# What the task requires
Could you find every line in the records below that contains the word "plus" and copy it?

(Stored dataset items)
= Beginning of Section =
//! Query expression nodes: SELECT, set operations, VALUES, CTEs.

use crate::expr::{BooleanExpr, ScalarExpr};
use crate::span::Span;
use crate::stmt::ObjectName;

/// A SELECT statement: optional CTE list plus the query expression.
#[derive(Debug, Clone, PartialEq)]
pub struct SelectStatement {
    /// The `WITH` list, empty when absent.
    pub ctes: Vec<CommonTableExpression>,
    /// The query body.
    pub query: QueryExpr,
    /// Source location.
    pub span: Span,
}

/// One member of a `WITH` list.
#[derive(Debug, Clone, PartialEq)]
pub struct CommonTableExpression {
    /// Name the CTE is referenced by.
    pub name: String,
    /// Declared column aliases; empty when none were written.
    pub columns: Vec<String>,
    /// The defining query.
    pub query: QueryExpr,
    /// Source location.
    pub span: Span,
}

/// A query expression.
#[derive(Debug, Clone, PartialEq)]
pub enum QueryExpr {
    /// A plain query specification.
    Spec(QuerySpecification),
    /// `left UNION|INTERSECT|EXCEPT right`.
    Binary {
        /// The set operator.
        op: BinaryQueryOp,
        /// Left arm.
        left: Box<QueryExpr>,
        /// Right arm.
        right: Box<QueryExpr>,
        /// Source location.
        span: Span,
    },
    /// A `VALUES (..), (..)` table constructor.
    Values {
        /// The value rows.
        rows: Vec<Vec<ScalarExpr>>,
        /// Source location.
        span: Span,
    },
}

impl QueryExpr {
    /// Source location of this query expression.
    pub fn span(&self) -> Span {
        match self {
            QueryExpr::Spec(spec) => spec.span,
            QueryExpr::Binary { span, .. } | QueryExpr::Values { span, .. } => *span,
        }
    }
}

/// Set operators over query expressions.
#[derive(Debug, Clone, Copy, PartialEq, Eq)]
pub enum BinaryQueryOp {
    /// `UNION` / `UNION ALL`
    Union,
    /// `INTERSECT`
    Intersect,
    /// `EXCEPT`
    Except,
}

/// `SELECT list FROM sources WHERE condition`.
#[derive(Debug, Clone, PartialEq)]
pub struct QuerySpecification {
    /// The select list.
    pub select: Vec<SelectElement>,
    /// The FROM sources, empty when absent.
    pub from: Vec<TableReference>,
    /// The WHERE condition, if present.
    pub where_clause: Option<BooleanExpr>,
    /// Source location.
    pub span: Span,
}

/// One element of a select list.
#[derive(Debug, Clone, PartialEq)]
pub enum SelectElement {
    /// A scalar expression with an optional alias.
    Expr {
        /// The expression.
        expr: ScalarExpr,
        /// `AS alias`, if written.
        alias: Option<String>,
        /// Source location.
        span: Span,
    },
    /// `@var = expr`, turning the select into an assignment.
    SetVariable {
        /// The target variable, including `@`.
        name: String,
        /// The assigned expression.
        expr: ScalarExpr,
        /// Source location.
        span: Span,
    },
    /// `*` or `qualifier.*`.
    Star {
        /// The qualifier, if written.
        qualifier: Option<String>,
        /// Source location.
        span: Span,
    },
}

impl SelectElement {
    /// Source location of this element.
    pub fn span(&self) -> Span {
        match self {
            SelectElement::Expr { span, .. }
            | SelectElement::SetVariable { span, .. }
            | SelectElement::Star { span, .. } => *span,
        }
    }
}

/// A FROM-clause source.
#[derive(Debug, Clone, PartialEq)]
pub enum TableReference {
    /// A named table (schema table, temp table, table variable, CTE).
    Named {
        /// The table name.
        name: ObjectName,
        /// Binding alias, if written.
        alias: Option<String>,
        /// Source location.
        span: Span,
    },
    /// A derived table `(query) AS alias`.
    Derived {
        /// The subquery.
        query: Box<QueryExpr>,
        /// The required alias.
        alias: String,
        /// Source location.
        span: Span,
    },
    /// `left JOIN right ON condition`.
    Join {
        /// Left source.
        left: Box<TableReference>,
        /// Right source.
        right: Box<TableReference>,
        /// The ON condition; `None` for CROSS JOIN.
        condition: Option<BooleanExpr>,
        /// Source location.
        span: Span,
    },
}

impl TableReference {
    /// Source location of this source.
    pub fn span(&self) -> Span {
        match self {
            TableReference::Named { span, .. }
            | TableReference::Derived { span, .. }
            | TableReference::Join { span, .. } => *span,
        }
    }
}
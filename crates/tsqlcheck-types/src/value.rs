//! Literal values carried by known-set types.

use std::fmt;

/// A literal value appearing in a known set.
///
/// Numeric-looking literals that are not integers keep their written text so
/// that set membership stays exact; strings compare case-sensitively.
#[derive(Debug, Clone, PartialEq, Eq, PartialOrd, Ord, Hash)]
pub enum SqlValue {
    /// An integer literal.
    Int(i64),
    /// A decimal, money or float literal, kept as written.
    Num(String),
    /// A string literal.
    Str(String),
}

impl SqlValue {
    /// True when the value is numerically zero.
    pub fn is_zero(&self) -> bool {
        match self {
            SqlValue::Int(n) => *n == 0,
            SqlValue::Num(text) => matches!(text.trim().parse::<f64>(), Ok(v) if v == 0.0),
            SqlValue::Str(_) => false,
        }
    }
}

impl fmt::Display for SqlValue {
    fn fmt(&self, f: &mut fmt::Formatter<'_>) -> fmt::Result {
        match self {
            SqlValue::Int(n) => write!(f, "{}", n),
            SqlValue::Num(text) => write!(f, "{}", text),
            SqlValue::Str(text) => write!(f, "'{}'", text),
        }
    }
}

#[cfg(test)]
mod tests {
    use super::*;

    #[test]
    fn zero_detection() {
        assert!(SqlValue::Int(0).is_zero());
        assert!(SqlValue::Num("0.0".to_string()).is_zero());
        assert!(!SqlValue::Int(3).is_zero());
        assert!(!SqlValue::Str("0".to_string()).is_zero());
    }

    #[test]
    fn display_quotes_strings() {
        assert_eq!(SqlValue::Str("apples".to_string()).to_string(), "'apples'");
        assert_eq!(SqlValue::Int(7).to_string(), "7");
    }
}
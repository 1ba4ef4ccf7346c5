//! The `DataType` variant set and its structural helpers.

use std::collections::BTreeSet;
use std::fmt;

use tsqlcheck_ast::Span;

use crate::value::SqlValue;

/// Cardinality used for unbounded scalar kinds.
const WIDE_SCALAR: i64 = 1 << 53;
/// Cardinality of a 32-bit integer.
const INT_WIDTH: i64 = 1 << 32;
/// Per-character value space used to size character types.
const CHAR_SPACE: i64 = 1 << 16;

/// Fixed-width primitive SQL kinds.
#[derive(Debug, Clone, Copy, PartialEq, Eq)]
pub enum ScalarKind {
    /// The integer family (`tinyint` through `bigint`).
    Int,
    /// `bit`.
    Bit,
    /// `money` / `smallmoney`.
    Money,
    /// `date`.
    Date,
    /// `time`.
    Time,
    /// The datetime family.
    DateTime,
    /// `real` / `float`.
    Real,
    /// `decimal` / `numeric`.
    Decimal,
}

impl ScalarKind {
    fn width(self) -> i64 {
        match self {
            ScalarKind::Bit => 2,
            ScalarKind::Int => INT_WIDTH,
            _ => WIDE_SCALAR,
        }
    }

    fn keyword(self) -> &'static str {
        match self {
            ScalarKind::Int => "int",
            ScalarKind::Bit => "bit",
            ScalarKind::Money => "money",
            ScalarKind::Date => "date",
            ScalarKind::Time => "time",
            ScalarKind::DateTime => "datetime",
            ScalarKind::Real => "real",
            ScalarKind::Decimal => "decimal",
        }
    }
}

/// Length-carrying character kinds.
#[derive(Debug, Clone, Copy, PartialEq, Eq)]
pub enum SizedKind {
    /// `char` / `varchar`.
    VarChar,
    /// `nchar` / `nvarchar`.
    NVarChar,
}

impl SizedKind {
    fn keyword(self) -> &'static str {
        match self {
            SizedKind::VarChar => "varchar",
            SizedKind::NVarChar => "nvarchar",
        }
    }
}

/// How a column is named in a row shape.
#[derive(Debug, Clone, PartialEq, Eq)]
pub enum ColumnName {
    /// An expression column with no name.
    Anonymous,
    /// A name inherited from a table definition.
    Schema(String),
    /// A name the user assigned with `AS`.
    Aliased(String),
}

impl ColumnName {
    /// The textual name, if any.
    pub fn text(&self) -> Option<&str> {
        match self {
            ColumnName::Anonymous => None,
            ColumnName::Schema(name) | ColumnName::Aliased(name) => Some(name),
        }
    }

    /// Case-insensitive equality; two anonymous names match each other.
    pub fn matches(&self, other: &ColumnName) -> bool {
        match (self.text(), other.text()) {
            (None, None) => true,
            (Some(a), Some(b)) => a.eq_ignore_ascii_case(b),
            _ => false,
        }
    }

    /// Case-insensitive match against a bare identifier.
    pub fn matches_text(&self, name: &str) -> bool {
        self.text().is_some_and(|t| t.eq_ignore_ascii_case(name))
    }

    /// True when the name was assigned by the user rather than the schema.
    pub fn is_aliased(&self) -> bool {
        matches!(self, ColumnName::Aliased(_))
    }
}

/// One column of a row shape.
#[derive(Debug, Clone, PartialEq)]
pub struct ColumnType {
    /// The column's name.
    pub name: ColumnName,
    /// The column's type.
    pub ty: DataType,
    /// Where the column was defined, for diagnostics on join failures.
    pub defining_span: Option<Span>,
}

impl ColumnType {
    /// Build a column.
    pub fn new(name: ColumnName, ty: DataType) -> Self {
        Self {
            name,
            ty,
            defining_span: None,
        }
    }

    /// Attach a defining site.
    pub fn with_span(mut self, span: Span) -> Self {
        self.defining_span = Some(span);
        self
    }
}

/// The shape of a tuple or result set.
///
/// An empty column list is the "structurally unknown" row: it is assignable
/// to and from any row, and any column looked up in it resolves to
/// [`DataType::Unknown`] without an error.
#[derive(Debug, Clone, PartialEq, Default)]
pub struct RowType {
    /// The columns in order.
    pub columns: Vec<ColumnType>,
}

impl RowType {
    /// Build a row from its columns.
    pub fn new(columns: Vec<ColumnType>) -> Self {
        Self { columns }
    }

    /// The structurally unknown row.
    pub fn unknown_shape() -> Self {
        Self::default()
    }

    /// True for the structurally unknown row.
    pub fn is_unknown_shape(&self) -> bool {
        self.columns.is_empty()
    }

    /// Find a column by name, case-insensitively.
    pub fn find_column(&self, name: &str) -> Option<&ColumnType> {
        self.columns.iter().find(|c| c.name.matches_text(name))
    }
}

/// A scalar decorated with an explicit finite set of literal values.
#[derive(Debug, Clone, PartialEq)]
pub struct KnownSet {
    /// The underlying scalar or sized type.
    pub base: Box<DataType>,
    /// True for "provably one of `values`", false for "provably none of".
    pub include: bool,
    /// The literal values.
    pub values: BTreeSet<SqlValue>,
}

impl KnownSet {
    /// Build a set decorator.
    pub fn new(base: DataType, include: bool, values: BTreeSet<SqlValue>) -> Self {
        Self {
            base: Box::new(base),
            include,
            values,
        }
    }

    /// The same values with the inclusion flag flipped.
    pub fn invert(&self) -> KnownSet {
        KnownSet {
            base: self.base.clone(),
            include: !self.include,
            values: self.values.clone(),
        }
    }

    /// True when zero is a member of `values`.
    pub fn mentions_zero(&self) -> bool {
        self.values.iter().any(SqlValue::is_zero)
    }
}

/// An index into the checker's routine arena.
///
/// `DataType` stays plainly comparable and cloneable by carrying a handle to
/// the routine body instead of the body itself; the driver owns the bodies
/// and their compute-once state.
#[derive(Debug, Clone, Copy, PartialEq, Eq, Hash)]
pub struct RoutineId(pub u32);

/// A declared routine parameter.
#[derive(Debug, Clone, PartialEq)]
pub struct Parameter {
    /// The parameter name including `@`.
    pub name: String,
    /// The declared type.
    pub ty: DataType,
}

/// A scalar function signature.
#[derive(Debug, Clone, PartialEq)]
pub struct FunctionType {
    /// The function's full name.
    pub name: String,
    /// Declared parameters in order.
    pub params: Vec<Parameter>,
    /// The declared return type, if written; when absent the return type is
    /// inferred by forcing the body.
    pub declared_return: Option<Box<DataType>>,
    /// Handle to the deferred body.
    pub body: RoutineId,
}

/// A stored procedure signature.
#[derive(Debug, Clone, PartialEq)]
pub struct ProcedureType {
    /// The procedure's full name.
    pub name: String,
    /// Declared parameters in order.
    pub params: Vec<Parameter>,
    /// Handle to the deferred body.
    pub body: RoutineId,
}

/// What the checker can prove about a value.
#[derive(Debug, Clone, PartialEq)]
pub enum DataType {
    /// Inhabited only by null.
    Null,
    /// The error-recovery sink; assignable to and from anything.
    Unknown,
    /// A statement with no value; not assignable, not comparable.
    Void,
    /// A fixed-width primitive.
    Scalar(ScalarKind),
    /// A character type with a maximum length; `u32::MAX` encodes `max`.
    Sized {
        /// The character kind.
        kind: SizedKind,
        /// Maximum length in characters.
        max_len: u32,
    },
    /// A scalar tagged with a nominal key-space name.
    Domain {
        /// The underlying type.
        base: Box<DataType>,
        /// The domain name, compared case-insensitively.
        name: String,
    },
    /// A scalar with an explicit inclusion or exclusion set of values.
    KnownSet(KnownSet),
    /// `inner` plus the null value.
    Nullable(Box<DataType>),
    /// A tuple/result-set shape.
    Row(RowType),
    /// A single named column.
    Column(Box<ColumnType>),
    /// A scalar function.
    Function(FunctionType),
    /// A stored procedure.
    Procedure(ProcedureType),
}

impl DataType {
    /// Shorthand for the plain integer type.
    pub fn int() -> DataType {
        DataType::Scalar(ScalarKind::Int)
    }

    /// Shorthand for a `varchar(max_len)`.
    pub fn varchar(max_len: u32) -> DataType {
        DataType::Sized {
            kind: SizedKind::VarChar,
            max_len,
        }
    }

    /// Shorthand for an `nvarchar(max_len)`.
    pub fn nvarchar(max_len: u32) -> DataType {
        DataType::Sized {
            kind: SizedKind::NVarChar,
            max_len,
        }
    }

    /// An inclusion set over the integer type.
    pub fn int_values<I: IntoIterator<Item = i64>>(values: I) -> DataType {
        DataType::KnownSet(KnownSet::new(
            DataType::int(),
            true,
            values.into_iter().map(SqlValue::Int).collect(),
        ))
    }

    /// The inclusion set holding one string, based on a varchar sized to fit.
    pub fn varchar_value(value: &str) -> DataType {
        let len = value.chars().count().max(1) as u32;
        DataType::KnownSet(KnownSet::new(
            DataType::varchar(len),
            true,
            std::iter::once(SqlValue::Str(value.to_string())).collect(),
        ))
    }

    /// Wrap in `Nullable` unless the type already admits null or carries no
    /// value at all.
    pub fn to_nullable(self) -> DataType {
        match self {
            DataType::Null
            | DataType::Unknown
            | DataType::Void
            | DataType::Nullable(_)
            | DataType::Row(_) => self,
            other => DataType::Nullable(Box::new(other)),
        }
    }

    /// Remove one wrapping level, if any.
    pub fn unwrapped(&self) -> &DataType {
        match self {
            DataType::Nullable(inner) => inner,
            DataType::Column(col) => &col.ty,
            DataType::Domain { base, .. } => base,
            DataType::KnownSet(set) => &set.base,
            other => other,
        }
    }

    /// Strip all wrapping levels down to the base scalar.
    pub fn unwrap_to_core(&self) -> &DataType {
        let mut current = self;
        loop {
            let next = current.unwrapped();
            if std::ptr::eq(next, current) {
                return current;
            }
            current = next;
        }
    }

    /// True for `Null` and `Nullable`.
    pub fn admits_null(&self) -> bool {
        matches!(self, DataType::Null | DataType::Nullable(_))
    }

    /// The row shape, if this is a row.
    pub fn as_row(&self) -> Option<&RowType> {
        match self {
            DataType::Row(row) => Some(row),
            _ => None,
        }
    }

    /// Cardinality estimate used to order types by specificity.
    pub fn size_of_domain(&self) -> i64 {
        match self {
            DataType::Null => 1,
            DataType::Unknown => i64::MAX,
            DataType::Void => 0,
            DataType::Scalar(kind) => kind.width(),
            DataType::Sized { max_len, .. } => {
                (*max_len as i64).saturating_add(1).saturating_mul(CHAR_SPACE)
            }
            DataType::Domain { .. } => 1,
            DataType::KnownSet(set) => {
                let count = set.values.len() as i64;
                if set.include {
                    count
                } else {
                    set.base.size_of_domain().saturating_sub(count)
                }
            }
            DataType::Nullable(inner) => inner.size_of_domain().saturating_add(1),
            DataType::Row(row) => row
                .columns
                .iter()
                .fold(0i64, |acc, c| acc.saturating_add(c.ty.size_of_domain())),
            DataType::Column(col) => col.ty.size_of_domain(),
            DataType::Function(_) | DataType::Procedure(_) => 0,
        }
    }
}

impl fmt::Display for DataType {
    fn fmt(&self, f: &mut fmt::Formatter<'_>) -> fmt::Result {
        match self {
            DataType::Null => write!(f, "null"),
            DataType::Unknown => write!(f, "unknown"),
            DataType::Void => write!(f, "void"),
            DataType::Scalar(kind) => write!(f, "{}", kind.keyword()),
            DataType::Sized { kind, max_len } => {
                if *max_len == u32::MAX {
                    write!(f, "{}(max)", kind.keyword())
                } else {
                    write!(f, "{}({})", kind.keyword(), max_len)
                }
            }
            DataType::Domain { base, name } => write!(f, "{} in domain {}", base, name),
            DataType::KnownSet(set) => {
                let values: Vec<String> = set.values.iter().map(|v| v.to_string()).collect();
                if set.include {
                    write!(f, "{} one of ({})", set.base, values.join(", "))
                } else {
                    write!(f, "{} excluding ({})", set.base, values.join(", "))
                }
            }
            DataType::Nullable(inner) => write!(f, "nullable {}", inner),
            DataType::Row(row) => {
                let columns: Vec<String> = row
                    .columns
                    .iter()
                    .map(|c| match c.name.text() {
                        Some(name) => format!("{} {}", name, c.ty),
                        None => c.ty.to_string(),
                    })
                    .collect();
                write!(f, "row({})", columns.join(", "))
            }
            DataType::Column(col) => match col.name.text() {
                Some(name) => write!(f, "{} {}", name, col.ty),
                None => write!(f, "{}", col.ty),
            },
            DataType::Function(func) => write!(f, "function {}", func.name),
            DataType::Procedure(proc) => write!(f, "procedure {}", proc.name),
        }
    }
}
= End of Section =
# Output below
/// A SELECT statement: optional CTE list plus the query expression.
    /// `inner` plus the null value.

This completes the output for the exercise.